I still remember the first time I was handed an agenda with my name missing from it. The meeting was about a project I had spent six months building from scratch — a market expansion strategy that would take our company into three new geographies. I’d run the numbers, written the briefs, and briefed every person in that room. Yet there I was, staring at a calendar invite I had to ask to be added to.
I did what many women do in that moment: I second-guessed myself. Maybe I misunderstood the scope. Maybe my manager forgot. Maybe — and this is the one I return to most, because it’s the most insidious — maybe I wasn’t quite ready to be in that room yet.
“The audacity to take up space is not something most women are taught. It is something we have to choose, repeatedly, against every instinct that was quietly installed in us.”
— Priya Mehta
That was 2017. I’m a different person now — not because the rooms got easier to enter, but because I stopped waiting for invitations.
The Architecture of Exclusion
What I didn’t understand then, and what took me years of observation and a lot of difficult conversations to articulate, is that exclusion in professional spaces is rarely explicit. It doesn’t come with a memo. It comes with an agenda item that somehow never makes it to you. A lunch meeting scheduled when you’re on maternity leave. A “casual” conversation between two colleagues that shapes a decision before it ever reaches the table where you’re sitting.
Researchers call it second-generation gender bias — subtle, often invisible patterns embedded in the structure of workplaces that systematically sideline women without anyone having to consciously intend it. It’s the meeting that happens in the golf club. It’s the mentorship that flows naturally to young men who remind senior leaders of themselves. It’s the instinct to describe a woman as “emotional” when she argues with the same forcefulness that earns a man the label “passionate.”

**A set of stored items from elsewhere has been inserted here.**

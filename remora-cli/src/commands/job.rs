//! Job command handlers
//!
//! Submitting jobs, with or without waiting for them.

use anyhow::{Context, Result};
use clap::Args;
use remora_core::{JobSpec, WaitMode};
use remora_orchestrator::{JobRunner, OrchestratorError, RunOutcome};
use std::path::PathBuf;
use std::sync::Arc;
use std::time::Duration;

use super::Exit;
use crate::config::GlobalArgs;
use crate::report::{self, ConsoleReporter};

/// What to run and where its artifacts go
#[derive(Args, Debug)]
pub struct JobArgs {
    /// Reference of the source to build (e.g., a repository URL)
    #[arg(short, long)]
    pub target: String,

    /// Storage location receiving the artifacts
    #[arg(short, long)]
    pub destination: String,

    /// Prefix of the generated job id
    #[arg(long, default_value = "remora", conflicts_with = "job_id")]
    pub job_prefix: String,

    /// Explicit job id instead of a generated one
    #[arg(long)]
    pub job_id: Option<String>,

    /// Parameters as key=value pairs (e.g., -p BRANCH=main -p MODE=full)
    #[arg(short, long = "param", value_parser = parse_key_val)]
    pub params: Vec<(String, String)>,
}

impl JobArgs {
    fn to_spec(&self) -> Result<JobSpec> {
        let spec = match &self.job_id {
            Some(job_id) => JobSpec::new(&self.target, &self.destination, job_id),
            None => JobSpec::generate(&self.target, &self.destination, &self.job_prefix),
        }
        .context("Invalid job")?;

        Ok(spec.with_parameters(self.params.iter().cloned()))
    }
}

/// `run` flags
#[derive(Args, Debug)]
pub struct RunArgs {
    #[command(flatten)]
    pub job: JobArgs,

    /// Return right after submission
    #[arg(long)]
    pub detach: bool,

    /// Stop waiting locally after this many seconds
    #[arg(long, conflicts_with = "detach")]
    pub timeout: Option<u64>,

    /// Copy artifacts of a successful job into DIR/<job id>
    #[arg(short, long, value_name = "DIR", conflicts_with = "detach")]
    pub output: Option<PathBuf>,
}

/// Parse a single key=value pair
fn parse_key_val(s: &str) -> Result<(String, String)> {
    let pos = s
        .find('=')
        .ok_or_else(|| anyhow::anyhow!("invalid KEY=value: no `=` found in `{}`", s))?;
    let key = s[..pos].trim();
    if key.is_empty() {
        anyhow::bail!("invalid KEY=value: empty key in `{}`", s);
    }
    Ok((key.to_string(), s[pos + 1..].to_string()))
}

fn runner(global: &GlobalArgs, output: Option<PathBuf>) -> Result<JobRunner> {
    let mut config = global.orchestrator_config()?;
    if let Some(output) = output {
        config = config.with_output_dir(output);
    }

    Ok(
        JobRunner::new(global.execution_client()?, global.object_store()?, config)
            .with_reporter(Arc::new(ConsoleReporter)),
    )
}

/// Submit, wait and fetch
pub async fn run(args: RunArgs, global: &GlobalArgs) -> Result<Exit> {
    let spec = args.job.to_spec()?;
    let runner = runner(global, args.output)?;
    let mode = if args.detach {
        WaitMode::Detached
    } else {
        WaitMode::Blocking {
            timeout: args.timeout.map(Duration::from_secs),
        }
    };

    let (_cancel, signal) = runner.cancel_signal();
    let outcome = runner.run(&spec, mode, &signal).await;

    let outcome = match outcome {
        Ok(outcome) => outcome,
        Err(OrchestratorError::Retrieval(e)) => {
            return Err(e).context(format!("Artifacts of job {} were not fully copied", spec.job_id()));
        }
        Err(e) => return Err(e.into()),
    };

    let poll = outcome.poll();
    report::print_poll_result(outcome.handle(), &poll);
    if let RunOutcome::Finished {
        fetch: Some(fetch), ..
    } = &outcome
    {
        report::print_fetch_result(fetch);
    }

    Ok(Exit::from_poll(&poll))
}

/// Submit without waiting
pub async fn submit(args: JobArgs, global: &GlobalArgs) -> Result<Exit> {
    let spec = args.to_spec()?;
    let runner = runner(global, None)?;

    let handle = runner.submit(&spec).await?;
    println!("  Job ID: {}", spec.job_id());
    println!("  Handle: {}", handle);
    report::print_resume_hint(&handle);

    Ok(Exit::Success)
}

You do not have to earn the right to be in rooms you built. You simply have to walk into them.
What It Actually Costs You to Wait
There is a version of patience that is strategic. Know when to hold back, when to build quietly, when to let your work speak for itself. I believe in that version. I’ve practised it.
But there is another version of patience that is really just fear wearing the costume of humility. That version cost me two promotions, one board seat, and — if I’m honest — a few years of believing I was less capable than the evidence in front of me actually suggested.
Here is what I’ve come to understand about waiting for an invitation:
- The invitation may genuinely never come — not because you aren’t ready, but because the people who would extend it don’t yet see you as a peer.
- Presence creates visibility. You cannot become known to decision-makers you never encounter.
- Every time you wait outside a room you should be in, you quietly reinforce the idea that you don’t belong there.
- The discomfort of entering uninvited is real, but it is temporary. The cost of staying outside is compounding.
Walking In Anyway
In 2019, I walked into a quarterly leadership review I had not been explicitly invited to. I had done the analysis being discussed. I knew the numbers better than anyone in that room. So I sat down, opened my laptop, and said: “I thought it might be useful for me to be here, given the context I have on this.”
There was a pause. A long one. Then the CFO — a woman I admired and had never spoken to directly — said, “Actually, yes. We have questions.”
That meeting changed the trajectory of my career. Not because I was brilliant in it (I was nervous and stumbled over at least two points), but because I was there. Because presence preceded polish. Because the room could not see what I offered until I was in it.
“You don’t become confident and then show up. You show up, and confidence — the useful kind, earned from evidence — follows.”
— Priya Mehta
A Note to the Women Still Standing Outside
I know how it feels. The calculus you run in your head before every room you’re not sure you belong in. The risk assessment that asks: what if they resent me? What if I expose a gap? What if I’m not ready?
Here is the thing I wish someone had told me, clearly and early: readiness is not a precondition for entry. It is a consequence of it. The women who seem most at home in powerful rooms are not there because they were perfectly prepared. They are there because they decided their presence was non-negotiable — and then they showed up, again and again, until the room adjusted to them.
You are allowed to take up space. You are allowed to be in rooms where decisions are made about your work, your industry, your world. You don’t have to apologise for being there, or shrink to make others comfortable, or pre-justify your presence with a paragraph of credentials.
Walk in. Sit down. Contribute. Leave the door open for the next woman behind you.